PATH="$PATH":~/.local/bin
export PATH="$HOME/.local/bin:$PATH"
export PATH="$PATH:$HOME/.local/bin"
They work because ~ is expanded to the home directory when it's at the beginning of a word, immediately after the equal sign in an assignment, or immediately after a : in the right-hand side of an assignment (the purpose of this last rule is precisely for the convenience of setting PATH).
But a line like PATH="~/.local/bin:$PATH" won't work, because ~ is not expanded in double quotes, so the value of PATH ends up containing the literal character ~. This PATH references a directory called ~ in the current directory, not your home directory.

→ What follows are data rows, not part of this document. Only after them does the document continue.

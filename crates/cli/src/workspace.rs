//! On-disk layout the CLI works against.
//!
//! ```text
//! mrv-ledger.json          snapshot ledger
//! mrv-data/datasets/*.json activity datasets, named by content hash
//! mrv-data/factors.json    factor catalog used by replay
//! ```

use std::path::{Path, PathBuf};

use mrv_core::{FactorKey, FactorRef};
use mrv_eval::StaticFactorCatalog;
use mrv_storage::FileSnapshotStore;

use crate::datasets::DirectoryDatasets;

pub(crate) struct Workspace {
    ledger: PathBuf,
    data_dir: PathBuf,
}

impl Workspace {
    pub(crate) fn new(ledger: PathBuf, data_dir: PathBuf) -> Self {
        Workspace { ledger, data_dir }
    }

    pub(crate) fn store(&self) -> Result<FileSnapshotStore, String> {
        FileSnapshotStore::open(&self.ledger).map_err(|e| e.to_string())
    }

    pub(crate) fn datasets(&self) -> DirectoryDatasets {
        DirectoryDatasets::new(self.data_dir.join("datasets"))
    }

    fn catalog_path(&self) -> PathBuf {
        self.data_dir.join("factors.json")
    }

    /// The recorded factor catalog, or `path` when one is given.
    pub(crate) fn catalog(&self, path: Option<&Path>) -> Result<StaticFactorCatalog, String> {
        let path = path.map(Path::to_path_buf).unwrap_or_else(|| self.catalog_path());
        Ok(StaticFactorCatalog::new(read_factors(&path)?))
    }

    /// Add factors whose identity the catalog does not know yet. Known
    /// identities keep their first recorded value.
    pub(crate) fn record_factors(&self, factors: &[FactorRef]) -> Result<usize, String> {
        let path = self.catalog_path();
        let mut catalog = if path.exists() {
            read_factors(&path)?
        } else {
            Vec::new()
        };
        let mut added = 0;
        for factor in factors {
            let key: FactorKey = factor.key();
            if !catalog.iter().any(|f| f.matches(&key)) {
                catalog.push(factor.clone());
                added += 1;
            }
        }
        if added > 0 {
            std::fs::create_dir_all(&self.data_dir)
                .map_err(|e| format!("cannot create '{}': {}", self.data_dir.display(), e))?;
            let json = serde_json::to_string_pretty(&catalog)
                .map_err(|e| format!("cannot serialize factor catalog: {}", e))?;
            std::fs::write(&path, json)
                .map_err(|e| format!("cannot write '{}': {}", path.display(), e))?;
        }
        Ok(added)
    }
}

fn read_factors(path: &Path) -> Result<Vec<FactorRef>, String> {
    let text = std::fs::read_to_string(path)
        .map_err(|e| format!("cannot read factor catalog '{}': {}", path.display(), e))?;
    serde_json::from_str(&text)
        .map_err(|e| format!("invalid factor catalog '{}': {}", path.display(), e))
}

/// Read and parse a JSON file.
pub(crate) fn read_json<T: serde::de::DeserializeOwned>(path: &Path) -> Result<T, String> {
    let text = std::fs::read_to_string(path)
        .map_err(|_| format!("file not found: {}", path.display()))?;
    serde_json::from_str(&text).map_err(|e| format!("invalid JSON in {}: {}", path.display(), e))
}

Bash¹ has a feature in which ~ is interpreted as the home directory at the start of path entries. So PATH="~/.local/bin:$PATH" does partially work in bash. However, it only works when you run a program from bash directly, not when programs other than bash themselves start programs. So even if you use bash, don't put a literal ~ in the path, make sure it's expanded or use $HOME instead.
When not in POSIX mode like when running as sh, as that feature breaks POSIX compliance as a PATH='~' is meant to look for commands in the literal ~ subdirectory of the current working directory.